**EXERCISE DIRECTIONS**:
Search term "VerifierBuilder": please show all lines in the listing that contain it.

**LISTED RECORDS**:
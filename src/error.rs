//! Error types for rag-audit.

use thiserror::Error;

use crate::verify::schema::SchemaViolation;

/// Result type alias using rag-audit's Error type.
pub type Result<T> = std::result::Result<T, Error>;

/// Errors that can occur while auditing an answer.
#[derive(Error, Debug)]
pub enum Error {
    /// The reasoning provider could not produce content
    #[error("Provider error: {provider} - {message}")]
    Provider { provider: String, message: String },

    /// Judge output parsed but did not match the expected shape
    #[error("Schema validation error: {0}")]
    Schema(#[from] SchemaViolation),

    /// Serialization/deserialization error
    #[error("Serialization error: {0}")]
    Serialization(#[from] serde_json::Error),

    /// Unexpected failure inside the orchestrator
    #[error("Infrastructure error: {0}")]
    Infrastructure(String),

    /// Configuration error
    #[error("Configuration error: {0}")]
    Config(String),

    /// Audit log write or read failed
    #[error("Audit log error: {0}")]
    AuditLog(String),

    /// Request rejected before verification
    #[error("Invalid request: {0}")]
    InvalidRequest(String),
}

impl Error {
    /// Create a provider error.
    pub fn provider(provider: impl Into<String>, message: impl Into<String>) -> Self {
        Self::Provider {
            provider: provider.into(),
            message: message.into(),
        }
    }

    /// Create an infrastructure error.
    pub fn infrastructure(message: impl Into<String>) -> Self {
        Self::Infrastructure(message.into())
    }

    /// Create a configuration error.
    pub fn config(message: impl Into<String>) -> Self {
        Self::Config(message.into())
    }

    /// Whether the grounding judge may retry after this error.
    ///
    /// Provider failures and malformed judge output are retryable; everything
    /// else indicates a fault outside the judge call.
    pub fn is_retryable(&self) -> bool {
        matches!(
            self,
            Self::Provider { .. } | Self::Schema(_) | Self::Serialization(_)
        )
    }
}
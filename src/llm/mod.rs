//! LLM client abstraction and the reasoning provider adapter.
//!
//! The grounding judge talks to a [`ReasoningProvider`]; the bundled
//! [`LlmReasoningProvider`] adapts any [`LLMClient`] (OpenAI, Anthropic) to
//! that interface.
//!
//! ## Example
//!
//! ```rust,ignore
//! use rag_audit::llm::{build_client, ClientConfig, LlmReasoningProvider, Provider};
//!
//! let client = build_client(Provider::OpenAI, ClientConfig::from_env(Provider::OpenAI)?)?;
//! let provider = LlmReasoningProvider::new(client).with_model("gpt-4o-mini");
//!
//! let generation = provider.generate("You are an auditor.", "CONTEXT: ...").await?;
//! println!("{}", generation.content);
//! ```

mod client;
mod provider;
#[cfg(test)]
pub(crate) mod testing;
mod types;

pub use client::{build_client, AnthropicClient, ClientConfig, LLMClient, OpenAIClient};
pub use provider::{Generation, LlmReasoningProvider, ReasoningProvider};
pub use types::{
    ChatMessage, ChatRole, CompletionRequest, CompletionResponse, Provider, StopReason, TokenUsage,
};
impl Verifier {
    pub fn builder() -> VerifierBuilder {
        VerifierBuilder::default()
    }

    /// Build a verifier entirely from environment variables.
    ///
    /// See [`VerifierConfig::from_env`] and [`ClientConfig::from_env`].
    pub fn from_env() -> Result<Self> {
        let config = VerifierConfig::from_env()?;
        let client = build_client(config.provider, ClientConfig::from_env(config.provider)?)?;
        let provider = LlmReasoningProvider::new(client)
            .with_timeout(Duration::from_millis(config.attempt_timeout_ms));

        let audit: Arc<dyn AuditSink> = match &config.audit_db_path {
            Some(path) => Arc::new(SqliteAuditLog::open(path)?),
            None => Arc::new(TracingAuditSink),
        };

        Self::builder()
            .config(&config)
            .provider(Arc::new(provider))
            .audit_sink(audit)
            .build()
    }

    /// Verify one answer.
    ///
    /// Returns `Err` only for infrastructure faults; provider and judge
    /// failures surface as a REJECT verdict with a technical-error reason.
    #[instrument(skip_all, fields(request_id = tracing::field::Empty))]
    pub async fn verify(&self, request: &VerificationRequest) -> Result<Verdict> {
        let request_id = Uuid::new_v4();
        Span::current().record("request_id", tracing::field::display(request_id));
        let started = Instant::now();

        let checks = AssertUnwindSafe(self.run_checks(request)).catch_unwind();
        let verdict = match checks.await {
            Ok(Ok(verdict)) => verdict,
            Ok(Err(e)) => {
                error!(error = %e, "Verification failed");
                return Err(match e {
                    Error::Infrastructure(_) => e,
                    other => Error::infrastructure(other.to_string()),
                });
            }
            Err(panic) => {
                let message = panic_message(panic.as_ref());
                error!(panic = %message, "Verification panicked");
                return Err(Error::infrastructure(format!(
                    "verification panicked: {}",
                    message
                )));
            }
        };

        let duration_ms = started.elapsed().as_millis() as u64;
        info!(
            action = %verdict.action,
            trust_score = verdict.trust_score,
            duration_ms,
            "Verification complete"
        );

        self.dispatch_audit(AuditRecord::new(request_id, request, &verdict, duration_ms));
        Ok(verdict)
    }

    /// Render an error from [`Verifier::verify`] for the caller.
    pub fn failure_response(&self, err: &Error) -> FailureResponse {
        FailureResponse::from_error(err, self.environment.exposes_error_details())
    }

    pub fn citation_grammar(&self) -> CitationGrammar {
        self.citation.grammar()
    }

    async fn run_checks(&self, request: &VerificationRequest) -> Result<Verdict> {
        let context = request.joined_context();

        let (citation, grounding) = tokio::join!(
            async { self.citation.verify_citations(&request.answer, &context) },
            self.judge
                .verify_grounding(&request.question, &request.answer, &context),
        );

        let decision = scoring::score(&grounding, &citation)?;

        Ok(Verdict {
            trust_score: decision.trust_score,
            action: decision.action,
            tests: TestResults {
                grounding: GroundingResult {
                    score: round2(grounding.score),
                    ..grounding
                },
                citation: CitationResult {
                    score: round2(citation.score),
                    ..citation
                },
            },
            retry_suggestion: decision.retry_suggestion,
        })
    }

    fn dispatch_audit(&self, record: AuditRecord) {
        let sink = Arc::clone(&self.audit);
        let request_id = record.request_id;
        let write = async move {
            if let Err(e) = sink.record(record).await {
                warn!(%request_id, sink = sink.name(), error = %e, "Audit write failed");
            }
        };

        match tokio::runtime::Handle::try_current() {
            Ok(handle) => {
                handle.spawn(write);
            }
            Err(_) => warn!(%request_id, "No tokio runtime; audit record dropped"),
        }
    }
}
//! # rag-audit
//!
//! Post-generation audit for retrieval-augmented answers. Given a question,
//! a generated answer and the retrieved context, it decides whether the
//! answer is safe to show.
//!
//! ## Core Components
//!
//! - **Verify**: Citation checker, grounding judge and trust scoring
//! - **Orchestrator**: [`Verifier`], the async entry point tying them together
//! - **LLM**: Provider clients and the [`ReasoningProvider`] adapter used by the judge
//! - **Audit**: Sinks that record every verdict, including a SQLite log
//!
//! ## Example
//!
//! ```rust,ignore
//! use rag_audit::{Verifier, VerificationRequest};
//!
//! let verifier = Verifier::from_env()?;
//!
//! let request = VerificationRequest::new("When did it open?", "It opened in 2001 [doc1].")
//!     .with_passage("doc1: The museum opened in 2001.");
//!
//! match verifier.verify(&request).await {
//!     Ok(verdict) if verdict.is_approved() => println!("approved: {}", verdict.trust_score),
//!     Ok(verdict) => println!("rejected: {:?}", verdict.retry_suggestion),
//!     Err(e) => eprintln!("{:?}", verifier.failure_response(&e)),
//! }
//! ```

pub mod audit;
pub mod config;
pub mod error;
pub mod llm;
pub mod orchestrator;
pub mod verify;

// Re-exports for convenience
pub use audit::{AuditRecord, AuditSink, AuditStats, HistoryEntry, SqliteAuditLog, TracingAuditSink};
pub use config::{Environment, VerifierConfig};
pub use error::{Error, Result};
pub use llm::{
    AnthropicClient, ClientConfig, Generation, LLMClient, LlmReasoningProvider, OpenAIClient,
    Provider, ReasoningProvider,
};
pub use orchestrator::{FailureResponse, Verifier, VerifierBuilder};
pub use verify::{
    Action, CitationChecker, CitationGrammar, CitationResult, GroundingJudge, GroundingResult,
    JudgeConfig, SchemaViolation, TestResults, Verdict, VerificationRequest,
};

**OUTPUT FOR THIS EXERCISE**:
    pub fn builder() -> VerifierBuilder {
        VerifierBuilder::default()
pub use orchestrator::{FailureResponse, Verifier, VerifierBuilder};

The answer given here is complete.